Win for Nicaragua in maritime dispute with Colombia
The International Court of Justice (ICJ) at The Hague on April 21 ruled that Colombia must end its "interference" in parts of the Caribbean off the coast of Nicaragua, and bring under control fishing and other activities in the zone. This culminates a long conflict between Nicaragua and Colombia. In two rulings in 2007 and 2012, the ICJ recognized the sovereignty of Colombia in the islands constituting the Archipelago of San Andrés. However, the rulings also recognized the jurisdiction of Nicaragua in the surrounding waters. Colombia continued its activities in those waters, prompting Nicaragua to file a new complaint with the Court in 2013. Colombia argued that its actions were necessary to fight drug trafficking and secure environmental protection of the waters. In its new ruling, the ICJ found that these waters are within the exclusive economic zone of Nicaragua, and the "intervention" of another state is contrary to international law.
Honduras transition in the New Cold War
Hondurans last month elected Xiomara Castro of the left-populist LIBRE Party to be the country's first woman president, defeating Nasry Asfura of the conservative National Party.

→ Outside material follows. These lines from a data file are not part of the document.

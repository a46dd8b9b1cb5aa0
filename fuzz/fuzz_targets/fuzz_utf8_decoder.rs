//! Fuzz target for the incremental UTF-8 decoder.
//!
//! Checks that arbitrary byte streams never panic the decoder and that
//! decoding well-formed UTF-8 reproduces the char sequence of the source.

#![no_main]

use libfuzzer_sys::fuzz_target;
use uniscan::{Decode, Utf8Decoder};

fuzz_target!(|data: &[u8]| {
    // Arbitrary bytes: must not panic, lengths must stay consistent.
    let mut decoder = Utf8Decoder::new();
    for &byte in data {
        match decoder.feed(byte) {
            Decode::Success(cp) => {
                assert!(cp <= 0x001F_FFFF);
                assert!(!decoder.pending());
            }
            Decode::Incomplete => assert!(decoder.pending()),
            Decode::Invalid => {}
        }
        assert!(decoder.current_len() <= 4);
        assert!(decoder.expected_len() <= 4);
    }

    // Well-formed UTF-8 must decode losslessly.
    if let Ok(text) = std::str::from_utf8(data) {
        let mut decoder = Utf8Decoder::new();
        let mut decoded = Vec::new();
        for &byte in data {
            match decoder.feed(byte) {
                Decode::Success(cp) => decoded.push(cp),
                Decode::Incomplete => {}
                Decode::Invalid => unreachable!("invalid result on valid UTF-8"),
            }
        }
        assert!(!decoder.pending());
        let expected: Vec<u32> = text.chars().map(|c| c as u32).collect();
        assert_eq!(decoded, expected);
    }
});
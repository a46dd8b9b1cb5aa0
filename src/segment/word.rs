//! Whitespace word splitting.
//!
//! Alternates between word runs and delimiter runs, where a delimiter is
//! one of space, tab, CR or LF. Deliberately simple - a terminal selects
//! words this way, no UAX #29 word rules involved.

/// Iterator over alternating word and delimiter runs.
pub struct WordSegmenter<'a> {
    text: &'a [char],
    offset: usize,
}

impl<'a> WordSegmenter<'a> {
    #[must_use]
    pub fn new(text: &'a [char]) -> Self {
        Self { text, offset: 0 }
    }
}

fn is_delimiter(c: char) -> bool {
    matches!(c, ' ' | '\r' | '\n' | '\t')
}

impl<'a> Iterator for WordSegmenter<'a> {
    type Item = &'a [char];

    fn next(&mut self) -> Option<Self::Item> {
        if self.offset >= self.text.len() {
            return None;
        }
        let start = self.offset;
        let in_delimiters = is_delimiter(self.text[start]);
        while self.offset < self.text.len() && is_delimiter(self.text[self.offset]) == in_delimiters
        {
            self.offset += 1;
        }
        Some(&self.text[start..self.offset])
    }
}
//! Segmenters over scanned input.
//!
//! [`LineSegmenter`] works directly on UTF-8 bytes with a column budget;
//! the script, emoji, run and word segmenters operate on already-decoded
//! codepoint slices.

mod emoji;
mod line;
mod run;
mod script;
mod word;

pub use emoji::{EmojiRun, EmojiSegmenter, PresentationStyle};
pub use line::{LineSegmenter, NoopListener, SegmentationListener, SegmentationResult};
pub use run::{RunSegmenter, Segment};
pub use script::{ScriptRun, ScriptSegmenter, ScriptSet};
pub use word::WordSegmenter;
//! Property-based tests for the resumable scanners.
//!
//! Uses proptest to verify the invariants that must hold for arbitrary
//! byte sequences, budgets and chunk splits.

use std::cell::RefCell;
use std::rc::Rc;

use proptest::prelude::*;
use uniscan::{LineSegmenter, SegmentationListener, StopCondition, scan_ascii};

#[derive(Debug, Clone, PartialEq, Eq)]
enum Event {
    Ascii(Vec<u8>),
    Cluster(Vec<u8>, u32),
    Invalid(Vec<u8>),
}

impl Event {
    fn bytes(&self) -> &[u8] {
        match self {
            Self::Ascii(b) | Self::Invalid(b) => b,
            Self::Cluster(b, _) => b,
        }
    }

    fn width(&self) -> u32 {
        match self {
            Self::Ascii(b) => b.len() as u32,
            Self::Cluster(_, w) => *w,
            Self::Invalid(_) => 1,
        }
    }
}

/// Shared-handle event recorder: a clone lives inside the segmenter while
/// the test keeps one for assertions.
#[derive(Clone, Debug, Default)]
struct Recorder {
    events: Rc<RefCell<Vec<Event>>>,
}

impl Recorder {
    fn events(&self) -> Vec<Event> {
        self.events.borrow().clone()
    }
}

impl SegmentationListener for Recorder {
    fn on_ascii(&mut self, text: &[u8]) {
        self.events.borrow_mut().push(Event::Ascii(text.to_vec()));
    }

    fn on_grapheme_cluster(&mut self, cluster: &[u8], width: u32) {
        self.events
            .borrow_mut()
            .push(Event::Cluster(cluster.to_vec(), width));
    }

    fn on_invalid(&mut self, bytes: &[u8]) {
        self.events.borrow_mut().push(Event::Invalid(bytes.to_vec()));
    }
}

/// Drives a segmenter over its whole buffer, skipping control bytes the
/// way a terminal would, and returns the total width reported.
fn drive<L: SegmentationListener>(
    segmenter: &mut LineSegmenter<'_, L>,
    max_width: u32,
) -> u32 {
    let mut total = 0;
    loop {
        let result = segmenter.process(max_width);
        total += result.width;
        match result.stop {
            StopCondition::UnexpectedInput => {
                let skip = segmenter.next_offset() + 1;
                segmenter.move_forward_to(skip);
            }
            StopCondition::EndOfWidth => {
                // Budget exhausted for this line; keep scanning fresh lines.
                continue;
            }
            StopCondition::EndOfInput => break,
        }
    }
    total + segmenter.flush(max_width).width
}

/// Inputs mixing ASCII, controls, multi-byte UTF-8 and raw garbage.
fn byte_soup() -> impl Strategy<Value = Vec<u8>> {
    prop::collection::vec(
        prop_oneof![
            // Printable ASCII dominates real terminal input.
            4 => (0x20_u8..0x7F).prop_map(|b| vec![b]),
            1 => prop::sample::select(vec![
                "é".as_bytes().to_vec(),
                "漢".as_bytes().to_vec(),
                "😀".as_bytes().to_vec(),
                "🇩".as_bytes().to_vec(),
                "©\u{FE0F}".as_bytes().to_vec(),
                "\u{0301}".as_bytes().to_vec(),
                "\u{200D}".as_bytes().to_vec(),
                "👨\u{200D}👩".as_bytes().to_vec(),
            ]),
            1 => prop::sample::select(vec![
                vec![0x80_u8],
                vec![0xFF],
                vec![0xC3],
                vec![0xF0, 0x9F],
                vec![0x1B],
                vec![0x00],
            ]),
        ],
        0..40,
    )
    .prop_map(|chunks| chunks.concat())
}

proptest! {
    /// Feeding a prefix first and the rest later produces the same events
    /// and total width as feeding everything at once.
    #[test]
    fn resumable_across_any_split(input in byte_soup(), split in 0_usize..200) {
        let split = split.min(input.len());

        let whole = Recorder::default();
        let mut segmenter = LineSegmenter::with_listener(whole.clone(), &input);
        let whole_width = drive(&mut segmenter, u32::MAX);

        let chunked = Recorder::default();
        let mut segmenter = LineSegmenter::with_listener(chunked.clone(), &input[..split]);
        let mut chunked_width = 0;
        loop {
            let result = segmenter.process(u32::MAX);
            chunked_width += result.width;
            match result.stop {
                StopCondition::UnexpectedInput => {
                    let skip = segmenter.next_offset() + 1;
                    segmenter.move_forward_to(skip);
                }
                StopCondition::EndOfInput => break,
                StopCondition::EndOfWidth => unreachable!("unbounded budget"),
            }
        }
        segmenter.expand_buffer(&input);
        chunked_width += drive(&mut segmenter, u32::MAX);

        prop_assert_eq!(whole.events(), chunked.events());
        prop_assert_eq!(whole_width, chunked_width);
    }

    /// The width field equals the sum of the widths of the emitted events.
    /// Budgets start at 2 so that every cluster eventually fits.
    #[test]
    fn width_accounting(input in byte_soup(), max in 2_u32..12) {
        let recorder = Recorder::default();
        let mut segmenter = LineSegmenter::with_listener(recorder.clone(), &input);
        let total = drive(&mut segmenter, max);
        let event_total: u32 = recorder.events().iter().map(Event::width).sum();
        prop_assert_eq!(total, event_total);
    }

    /// Emitted events cover the consumed input exactly: no byte is lost,
    /// duplicated or reordered, and control bytes are never emitted.
    #[test]
    fn events_partition_the_input(input in byte_soup(), max in 2_u32..12) {
        let recorder = Recorder::default();
        let mut segmenter = LineSegmenter::with_listener(recorder.clone(), &input);
        drive(&mut segmenter, max);

        let mut expected = Vec::new();
        let emitted: Vec<u8> = recorder
            .events()
            .iter()
            .flat_map(|e| e.bytes().iter().copied())
            .collect();
        // Reconstruct what should have been emitted: everything except
        // control bytes (skipped by the driver).
        let mut skip_controls = input.clone();
        skip_controls.retain(|&b| b >= 0x20);
        expected.extend_from_slice(&skip_controls);
        prop_assert_eq!(emitted, expected);
    }

    /// The scan position never moves backwards across calls.
    #[test]
    fn monotonic_advance(input in byte_soup(), max in 1_u32..12) {
        let mut segmenter = LineSegmenter::new(&input);
        let mut previous = 0;
        for _ in 0..1000 {
            let result = segmenter.process(max);
            let offset = segmenter.next_offset();
            prop_assert!(offset >= previous);
            previous = offset;
            match result.stop {
                StopCondition::UnexpectedInput => {
                    segmenter.move_forward_to(offset + 1);
                    previous = offset + 1;
                }
                StopCondition::EndOfWidth => {}
                StopCondition::EndOfInput => break,
            }
        }
    }

    /// A cluster that overflows the budget is consumed by the next call
    /// with a fresh budget.
    #[test]
    fn rewind_then_resume_consumes_more(input in byte_soup(), max in 2_u32..6) {
        let recorder = Recorder::default();
        let mut segmenter = LineSegmenter::with_listener(recorder.clone(), &input);
        let result = segmenter.process(max);
        if result.stop == StopCondition::EndOfWidth {
            let emitted = recorder.events().len();
            let offset = segmenter.next_offset();
            let again = segmenter.process(max);
            let progressed = segmenter.next_offset() > offset
                || recorder.events().len() > emitted
                || again.stop == StopCondition::EndOfInput;
            prop_assert!(progressed);
        }
    }

    /// scan_ascii agrees with the obvious scalar model for any input.
    #[test]
    fn scan_ascii_matches_model(input in prop::collection::vec(any::<u8>(), 0..200), max in 0_usize..220) {
        let limit = max.min(input.len());
        let model_stop = input[..limit]
            .iter()
            .position(|&b| !(0x20..0x80).contains(&b));
        let expected = match model_stop {
            Some(i) => (StopCondition::UnexpectedInput, i),
            None if limit < input.len() => (StopCondition::EndOfWidth, limit),
            None => (StopCondition::EndOfInput, limit),
        };
        prop_assert_eq!(scan_ascii(&input, max), expected);
    }
}
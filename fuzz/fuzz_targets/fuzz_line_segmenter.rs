//! Fuzz target for the line segmenter.
//!
//! Feeds arbitrary bytes with arbitrary per-call budgets and checks the
//! core invariants: no panics, the scan position never regresses, and the
//! reported widths add up.

#![no_main]

use arbitrary::Arbitrary;
use libfuzzer_sys::fuzz_target;
use uniscan::{LineSegmenter, StopCondition};

#[derive(Arbitrary, Debug)]
struct Input {
    bytes: Vec<u8>,
    budgets: Vec<u8>,
}

fuzz_target!(|input: Input| {
    let mut segmenter = LineSegmenter::new(&input.bytes);
    let mut previous = 0_usize;

    for &budget in input.budgets.iter().take(256) {
        // Keep budgets at 2 or more so every cluster eventually fits.
        let result = segmenter.process(u32::from(budget.max(2)));
        let offset = segmenter.next_offset();
        assert!(offset >= previous, "scan position moved backwards");
        assert!(offset <= input.bytes.len());
        previous = offset;

        match result.stop {
            StopCondition::UnexpectedInput => {
                assert!(offset < input.bytes.len());
                assert!(input.bytes[offset] < 0x20);
                segmenter.move_forward_to(offset + 1);
                previous = offset + 1;
            }
            StopCondition::EndOfInput => break,
            StopCondition::EndOfWidth => {}
        }
    }

    // Flushing twice must be idempotent.
    let _ = segmenter.flush(u32::MAX);
    let again = segmenter.flush(u32::MAX);
    assert_eq!(again.width, 0);
});
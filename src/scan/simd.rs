//! Block classifiers behind [`super::scan_ascii`].
//!
//! Each implementation answers the same question: the index of the first
//! byte outside `0x20..0x80`, or `None`. The scalar loop is the reference;
//! the vector paths must agree with it bit for bit. On x86-64 the SSE2
//! path is always available and AVX2 is selected once per process from
//! CPU feature detection.

// SIMD intrinsics are unsafe to call; every use sits behind a cfg'd,
// feature-checked wrapper in this module.
#![allow(unsafe_code)]

/// Index of the first byte that is a control (`< 0x20`) or non-ASCII
/// (`>= 0x80`) byte.
#[inline]
pub(crate) fn find_non_ascii(bytes: &[u8]) -> Option<usize> {
    dispatch(bytes)
}

#[cfg(target_arch = "x86_64")]
#[inline]
fn dispatch(bytes: &[u8]) -> Option<usize> {
    if avx2_available() {
        // SAFETY: gated on runtime AVX2 detection.
        return unsafe { x86::find_non_ascii_avx2(bytes) };
    }
    x86::find_non_ascii_sse2(bytes)
}

#[cfg(not(target_arch = "x86_64"))]
#[inline]
fn dispatch(bytes: &[u8]) -> Option<usize> {
    find_non_ascii_scalar(bytes)
}

/// The semantic reference implementation.
pub(crate) fn find_non_ascii_scalar(bytes: &[u8]) -> Option<usize> {
    bytes.iter().position(|&b| !(0x20..0x80).contains(&b))
}

#[cfg(target_arch = "x86_64")]
fn avx2_available() -> bool {
    use std::sync::atomic::{AtomicU8, Ordering};

    const UNKNOWN: u8 = 0;
    const NO: u8 = 1;
    const YES: u8 = 2;
    static AVX2: AtomicU8 = AtomicU8::new(UNKNOWN);

    match AVX2.load(Ordering::Relaxed) {
        YES => true,
        NO => false,
        _ => {
            let detected = std::arch::is_x86_feature_detected!("avx2");
            AVX2.store(if detected { YES } else { NO }, Ordering::Relaxed);
            detected
        }
    }
}

#[cfg(target_arch = "x86_64")]
mod x86 {
    use super::find_non_ascii_scalar;
    use core::arch::x86_64::{
        __m128i, __m256i, _mm_and_si128, _mm_cmplt_epi8, _mm_loadu_si128, _mm_movemask_epi8,
        _mm_or_si128, _mm_set1_epi8, _mm256_and_si256, _mm256_cmpgt_epi8, _mm256_loadu_si256,
        _mm256_movemask_epi8, _mm256_or_si256, _mm256_set1_epi8,
    };

    /// 16 bytes per step. SSE2 is part of the x86-64 baseline.
    pub(super) fn find_non_ascii_sse2(bytes: &[u8]) -> Option<usize> {
        const LANES: usize = size_of::<__m128i>();
        let mut offset = 0;

        while offset + LANES <= bytes.len() {
            // SAFETY: `offset + LANES <= len`; unaligned load.
            let mask = unsafe {
                let block = _mm_loadu_si128(bytes.as_ptr().add(offset).cast::<__m128i>());
                // Signed compare: control bytes are below 0x20. Bytes with
                // the high bit set are negative as i8, so they need their
                // own mask to be explicit about the 0x80..0xFF range.
                let control = _mm_cmplt_epi8(block, _mm_set1_epi8(0x20));
                let complex = _mm_and_si128(block, _mm_set1_epi8(i8::MIN));
                _mm_movemask_epi8(_mm_or_si128(control, complex)) as u32
            };
            if mask != 0 {
                return Some(offset + mask.trailing_zeros() as usize);
            }
            offset += LANES;
        }

        find_non_ascii_scalar(&bytes[offset..]).map(|i| offset + i)
    }

    /// 32 bytes per step, runtime-selected.
    #[target_feature(enable = "avx2")]
    pub(super) unsafe fn find_non_ascii_avx2(bytes: &[u8]) -> Option<usize> {
        const LANES: usize = size_of::<__m256i>();
        let mut offset = 0;

        while offset + LANES <= bytes.len() {
            // SAFETY: `offset + LANES <= len`; unaligned load.
            let mask = unsafe {
                let block = _mm256_loadu_si256(bytes.as_ptr().add(offset).cast::<__m256i>());
                let control = _mm256_cmpgt_epi8(_mm256_set1_epi8(0x20), block);
                let complex = _mm256_and_si256(block, _mm256_set1_epi8(i8::MIN));
                _mm256_movemask_epi8(_mm256_or_si256(control, complex)) as u32
            };
            if mask != 0 {
                return Some(offset + mask.trailing_zeros() as usize);
            }
            offset += LANES;
        }

        find_non_ascii_scalar(&bytes[offset..]).map(|i| offset + i)
    }
}
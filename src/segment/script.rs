//! Script run segmentation (UAX #24).
//!
//! Each codepoint carries a set of scripts (its script extensions, with
//! the primary script moved to the front). Consecutive codepoints merge
//! by intersecting those sets; when an intersection comes up empty, a run
//! boundary is emitted and the set restarts at the offending codepoint.

use unicode_script::UnicodeScript;

use crate::ucd::Script;

/// Fixed-capacity set of scripts, ordered by priority. No codepoint has
/// more script extensions than fit here, and the merge logic only ever
/// shrinks sets, so the capacity never overflows in practice.
#[derive(Clone, Copy, Debug)]
pub struct ScriptSet {
    scripts: [Script; Self::CAPACITY],
    len: usize,
}

impl ScriptSet {
    pub const CAPACITY: usize = 32;

    #[must_use]
    pub fn new() -> Self {
        Self {
            scripts: [Script::Unknown; Self::CAPACITY],
            len: 0,
        }
    }

    #[must_use]
    pub fn len(&self) -> usize {
        self.len
    }

    #[must_use]
    pub fn is_empty(&self) -> bool {
        self.len == 0
    }

    #[must_use]
    pub fn as_slice(&self) -> &[Script] {
        &self.scripts[..self.len]
    }

    #[must_use]
    pub fn contains(&self, script: Script) -> bool {
        self.as_slice().contains(&script)
    }

    pub fn push(&mut self, script: Script) {
        debug_assert!(self.len < Self::CAPACITY);
        if self.len < Self::CAPACITY {
            self.scripts[self.len] = script;
            self.len += 1;
        }
    }

    pub fn clear(&mut self) {
        self.len = 0;
    }

    /// Swaps the element at `index` to the front.
    fn promote(&mut self, index: usize) {
        self.scripts.swap(0, index);
    }
}

impl Default for ScriptSet {
    fn default() -> Self {
        Self::new()
    }
}

/// One script run: codepoints `[previous end, end)` resolve to `script`.
#[derive(Clone, Copy, Debug, PartialEq, Eq)]
pub struct ScriptRun {
    /// Exclusive end offset of the run, in codepoints.
    pub end: usize,
    /// The resolved script of the run.
    pub script: Script,
}

/// Splits decoded text into runs of a single resolved script.
#[derive(Clone, Debug)]
pub struct ScriptSegmenter<'a> {
    text: &'a [char],
    offset: usize,
    current: ScriptSet,
    /// Refined guess for what Common should resolve to, learned from
    /// Inherited pairs seen while the run is still unsettled.
    common_preferred: Script,
}

impl<'a> ScriptSegmenter<'a> {
    #[must_use]
    pub fn new(text: &'a [char]) -> Self {
        let mut current = ScriptSet::new();
        current.push(Script::Common);
        Self {
            text,
            offset: 0,
            current,
            common_preferred: Script::Common,
        }
    }

    /// Returns the next script run, or `None` once the text is exhausted.
    pub fn consume(&mut self) -> Option<ScriptRun> {
        if self.offset >= self.text.len() {
            return None;
        }

        while self.offset < self.text.len() {
            let next_set = scripts_for(self.text[self.offset]);
            if !self.merge(&next_set) {
                // Empty intersection: the run ends in front of this codepoint.
                let run = ScriptRun {
                    end: self.offset,
                    script: self.resolve(),
                };
                self.current = next_set;
                return Some(run);
            }
            self.offset += 1;
        }

        let run = ScriptRun {
            end: self.offset,
            script: self.resolve(),
        };
        self.current.clear();
        Some(run)
    }

    /// The resolved script of the current set: its head, with Common
    /// replaced by the preferred script when one was learned.
    fn resolve(&self) -> Script {
        let head = self.current.as_slice().first().copied().unwrap_or(Script::Common);
        if head == Script::Common {
            self.common_preferred
        } else {
            head
        }
    }

    /// Intersects `next` into the current set.
    ///
    /// Returns false when the intersection is empty, which marks a run
    /// boundary.
    fn merge(&mut self, next: &ScriptSet) -> bool {
        if next.is_empty() || self.current.is_empty() {
            return false;
        }

        let priority = self.current.as_slice()[0];

        // Common/Inherited codepoints follow whatever surrounds them.
        if matches!(next.as_slice()[0], Script::Common | Script::Inherited) {
            if next.len() == 2
                && priority == Script::Inherited
                && self.common_preferred == Script::Common
            {
                self.common_preferred = next.as_slice()[1];
            }
            return true;
        }

        // An unsettled current set adopts the first concrete one.
        if matches!(priority, Script::Common | Script::Inherited) {
            self.current = *next;
            return true;
        }

        if self.current.len() == 1 {
            return next.contains(priority);
        }

        // General case: keep the priority script when both sides know it,
        // otherwise adopt the next set's head, then intersect the rest.
        let mut priority = priority;
        let mut next_rest = next.as_slice();
        let mut has_priority = next.contains(priority);
        if !has_priority {
            priority = next_rest[0];
            next_rest = &next_rest[1..];
            has_priority = self.current.contains(priority);
        }

        let mut merged = ScriptSet::new();
        if has_priority {
            merged.push(priority);
        }
        if !next_rest.is_empty() {
            for &script in &self.current.as_slice()[1..] {
                if next_rest.contains(&script) {
                    merged.push(script);
                }
            }
        }

        if merged.is_empty() {
            return false;
        }
        self.current = merged;
        true
    }
}

impl Iterator for ScriptSegmenter<'_> {
    type Item = ScriptRun;

    fn next(&mut self) -> Option<Self::Item> {
        self.consume()
    }
}

/// The script set of one codepoint: its script extensions with the primary
/// script promoted to the front (or appended when the extensions lack it).
fn scripts_for(c: char) -> ScriptSet {
    let mut set = ScriptSet::new();
    for script in c.script_extension().iter() {
        set.push(script);
    }

    let primary = c.script();
    if let Some(index) = set.as_slice().iter().position(|&s| s == primary) {
        set.promote(index);
    } else {
        set.push(primary);
    }
    set
}

#[cfg(test)]
mod tests {
    use super::*;

    fn runs(s: &str) -> Vec<(usize, Script)> {
        let chars: Vec<char> = s.chars().collect();
        ScriptSegmenter::new(&chars)
            .map(|run| (run.end, run.script))
            .collect()
    }

    #[test]
    fn empty_input_yields_nothing() {
        assert_eq!(runs(""), vec![]);
    }

    #[test]
    fn latin_only() {
        assert_eq!(runs("Hello"), vec![(5, Script::Latin)]);
    }

    #[test]
    fn punctuation_joins_surrounding_script() {
        assert_eq!(runs("Abc.;?Xyz"), vec![(9, Script::Latin)]);
    }

    #[test]
    fn common_only_resolves_to_common() {
        assert_eq!(runs(" "), vec![(1, Script::Common)]);
        assert_eq!(runs(".…¡"), vec![(3, Script::Common)]);
    }

    #[test]
    fn latin_then_han() {
        assert_eq!(runs("Hi你好"), vec![(2, Script::Latin), (4, Script::Han)]);
    }

    #[test]
    fn arabic_then_hangul() {
        assert_eq!(runs("نص키스의"), vec![(2, Script::Arabic), (5, Script::Hangul)]);
    }

    #[test]
    fn leading_common_adopts_first_concrete_script() {
        assert_eq!(runs("  你好"), vec![(4, Script::Han)]);
    }

    #[test]
    fn emoji_join_the_surrounding_run() {
        let text = "ऋषियों🌱🌲";
        assert_eq!(runs(text), vec![(text.chars().count(), Script::Devanagari)]);
    }

    #[test]
    fn kana_with_embedded_punctuation() {
        assert_eq!(runs("いろはに.…¡ほへと"), vec![(10, Script::Hiragana)]);
    }

    #[test]
    fn combining_marks_inherit() {
        assert_eq!(runs("क+े"), vec![(3, Script::Devanagari)]);
    }
}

Taking office next month, Castro is to replace the National Party's President Juan Orlando Hernández, whose term has been plagued by scandal and accusations of ties to narco-trafficking. The wife of Manuel Zelaya, the populist president who was removed in a coup in 2009, Castro seems poised to revive his program—and take it much further. "Never again will the power be abused in this country," she declared upon her victory. She has proclaimed herself a "democratic socialist," and pledges to govern through a new model of "participatory democracy," placing a series of reforms before the voters through referenda or "consultas."